Have you ever found real-time communication in apps challenging? It doesn't have to be. Today, we're diving into how to build a collaborative drawing experience using Flutter and Serverpod. We'll call our app Pixorama - a fun and interactive project inspired by Reddit's r/place. Pixorama lets users draw together on a shared grid, with every pixel placed updating in real-time across all connected devices.

:::info

Before you begin, make sure that you have [installed Serverpod](/). It's also recommended that you read the [Get started with Mini](../get-started-with-mini) guide.

:::

You can try out the final app here: [https://pixorama.live](https://pixorama.live)

![Serverpod Insights](/img/tutorial/pixorama/pixorama.png)

## What is Pixorama?

Pixorama is a collaborative drawing app where users can place pixels on a grid to create images together. Imagine two instances of the app running simultaneously - draw a pixel on one and watch it instantly appear on the other. This seamless synchronization happens because each time you draw a pixel, a message is sent to the server, which then broadcasts it to all connected clients.

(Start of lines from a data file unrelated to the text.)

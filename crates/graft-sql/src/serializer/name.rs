use graft_core::schema::db::TableId;

use indexmap::IndexMap;

/// Decides how table and column references are rendered in SQL text.
///
/// A single-table statement renders bare column names. Once a statement is
/// known to span more than one table, every column is rendered
/// qualifier-prefixed and every table carries its qualifier. SQL dialects
/// forbid mixing the two forms within one statement, so the mode is fixed
/// *before* any text is emitted: builders scan the whole statement for
/// referenced tables first and construct the provider already in the right
/// mode. One instance per statement build; never shared.
#[derive(Debug)]
pub struct TableNames {
    /// Qualifier per referenced table, in statement order (target table
    /// first). `None` means single-table mode.
    qualifiers: Option<IndexMap<TableId, String>>,
}

impl TableNames {
    pub fn single_table() -> Self {
        Self { qualifiers: None }
    }

    pub fn multi_table(qualifiers: impl IntoIterator<Item = (TableId, String)>) -> Self {
        Self {
            qualifiers: Some(qualifiers.into_iter().collect()),
        }
    }

    pub fn is_multi_table(&self) -> bool {
        self.qualifiers.is_some()
    }

    /// The qualifier a column of `table` is prefixed with, if any.
    pub fn qualifier(&self, table: TableId) -> Option<&str> {
        self.qualifiers
            .as_ref()
            .and_then(|qualifiers| qualifiers.get(&table))
            .map(String::as_str)
    }

    /// Every referenced table with its qualifier, in statement order. Empty
    /// in single-table mode.
    pub fn tables(&self) -> impl Iterator<Item = (TableId, &str)> {
        self.qualifiers
            .iter()
            .flatten()
            .map(|(table, qualifier)| (*table, qualifier.as_str()))
    }
}
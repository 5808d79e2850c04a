pub mod inflate;
pub use inflate::{downcast, entity, inflater, wirer, Entity, TreeInflater};

pub mod key;
pub use key::{BatchInsert, KeyAssembler, KeyStrategy, Sequence};

pub use graft_core::{driver, schema, stmt, Connection, Error, Result, Schema};
pub use graft_sql as sql;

## Understanding real-time communication

In traditional REST APIs, communication with the server involves sending a request and receiving a response. However, real-time communication requires the server to push updates to clients as they happen. This is commonly achieved using web sockets, which maintain an open connection between the server and client, allowing for continuous data exchange. While web sockets can be tricky, requiring data serialization and connection management, Serverpod simplifies this process.

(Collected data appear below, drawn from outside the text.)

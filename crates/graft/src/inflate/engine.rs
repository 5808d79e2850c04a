use super::{Entity, EntityInflater, InflationContext, RelationWirer};

use graft_core::driver::Row;
use graft_core::graft_trace_rows;
use graft_core::schema::mapping::{JoinNodeId, JoinTree};
use graft_core::stmt::Key;
use graft_core::{Error, Result};

struct NodeBinding {
    inflater: Box<dyn EntityInflater>,
    /// Absent on the root, present on every child node
    wirer: Option<Box<dyn RelationWirer>>,
}

/// Turns a flat join result back into an object graph in one linear pass.
///
/// Pairs a [`JoinTree`] with per-node [`EntityInflater`]s and
/// [`RelationWirer`]s. Each row is walked in parent-before-children order;
/// identifiers resolve through a per-traversal identity map, so the row
/// duplication a one-to-many join produces folds back into a single parent
/// instance with an accumulated collection, without a second query per
/// relation and without duplicate instances.
pub struct TreeInflater<'a> {
    tree: &'a JoinTree,
    bindings: Vec<Option<NodeBinding>>,
}

impl<'a> TreeInflater<'a> {
    pub fn new(tree: &'a JoinTree) -> Self {
        Self {
            tree,
            bindings: (0..tree.len()).map(|_| None).collect(),
        }
    }

    /// Bind the root node's inflater.
    pub fn root(mut self, inflater: Box<dyn EntityInflater>) -> Self {
        self.bindings[0] = Some(NodeBinding {
            inflater,
            wirer: None,
        });
        self
    }

    /// Bind a child node's inflater and the wirer that attaches its
    /// entities to the parent's.
    pub fn child(
        mut self,
        node: JoinNodeId,
        inflater: Box<dyn EntityInflater>,
        wirer: Box<dyn RelationWirer>,
    ) -> Result<Self> {
        let Some(binding) = self.bindings.get_mut(node.0) else {
            return Err(Error::invalid_mapping(format!("{node} is not in the tree")));
        };
        if self.tree.node(node).parent().is_none() {
            return Err(Error::invalid_mapping(
                "the root node takes no relation wirer",
            ));
        }
        if binding.is_some() {
            return Err(Error::invalid_mapping(format!("{node} is bound twice")));
        }

        *binding = Some(NodeBinding {
            inflater,
            wirer: Some(wirer),
        });
        Ok(self)
    }

    /// Consume a row set, returning the root entities deduplicated in
    /// first-seen row order.
    ///
    /// The traversal context, identity map included, lives exactly as long
    /// as this call; a second call starts from a fresh context.
    pub fn inflate(&self, rows: &[Row]) -> Result<Vec<Entity>> {
        for (index, binding) in self.bindings.iter().enumerate() {
            if binding.is_none() {
                return Err(Error::invalid_mapping(format!(
                    "{} has no inflater bound",
                    JoinNodeId(index)
                )));
            }
        }

        let mut cx = InflationContext::new();
        let mut roots = vec![];

        for (ordinal, row) in rows.iter().enumerate() {
            self.inflate_row(row, Some(ordinal), &mut cx, &mut roots)?;
        }

        graft_trace_rows!(rows.len(), roots.len());

        Ok(roots)
    }

    fn inflate_row(
        &self,
        row: &Row,
        ordinal: Option<usize>,
        cx: &mut InflationContext,
        roots: &mut Vec<Entity>,
    ) -> Result<()> {
        // Resolution state for this row, one slot per node. A node whose
        // identifier decodes to null stays unresolved, which transitively
        // skips its whole subtree.
        let mut resolved: Vec<Option<(Key, Entity)>> = (0..self.tree.len()).map(|_| None).collect();

        for node in self.tree.nodes() {
            let index = node.id().0;

            let parent = match node.parent() {
                Some(parent) => match &resolved[parent.0] {
                    Some((key, entity)) => Some((key.clone(), entity.clone())),
                    None => continue,
                },
                None => None,
            };

            let binding = self.bindings[index].as_ref().expect("checked above");

            let Some(key) = binding.inflater.key(row, ordinal)? else {
                continue;
            };

            let (entity, fresh) = cx.get_or_inflate(binding.inflater.entity_type(), &key, || {
                binding.inflater.inflate(row, ordinal)
            })?;

            match parent {
                Some((parent_key, parent_entity)) => {
                    if cx.mark_wired(node.id(), &parent_key, &key) {
                        let wirer = binding.wirer.as_ref().expect("child nodes carry a wirer");
                        wirer.wire(&parent_entity, &entity)?;
                    }
                }
                None if fresh => roots.push(entity.clone()),
                None => {}
            }

            resolved[index] = Some((key, entity));
        }

        Ok(())
    }
}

With the release of Serverpod 2.1, a new feature called [streaming methods](../concepts/streams) was introduced. This feature allows us to return a stream from a server method and call it from our app. Serverpod handles the underlying web socket connection for us. Now, let's get started with building Pixorama.

## Setting up the project

We begin by creating a new project with the `serverpod create` command. Since we don't need to store data in a database, we'll use the Mini version of Serverpod. Serverpod Mini is a lightweight version of Serverpod without a database, advanced logging, and other features - perfect for our needs. Create the project with the command:

```bash
serverpod create pixorama --mini
```

Now, let's open the project in VS Code and explore the structure. The server code resides in the `pixorama_server` package. We'll start by creating models - classes that we can serialize and pass between the client and server. Our models will be placed in the `lib/src/models` directory.

## Creating models

First, we remove the `example.spy.yaml` model, as we won't need it. We'll create two new models: `ImageData` and `ImageUpdate`. Place them in the `lib/src/models` directory and call them `image_data.spy.yaml` and `image_update.spy.yaml`.

```yaml
# lib/src/models/image_data.spy.yaml

class: ImageData
fields:
pixels: ByteData
width: int
height: int
```
The `ImageData` model represents the entire image that will be sent to the app when it connects to the server. It stores the image's pixels as ByteData, where each byte represents a pixel. Additionally, it includes the image's width and height.

```yaml
# lib/src/models/image_update.spy.yaml
class: ImageUpdate
fields:
pixelIndex: int
colorIndex: int
```

The `ImageUpdate` model captures changes to individual pixels, including the pixel's index in the byte array and its new color value.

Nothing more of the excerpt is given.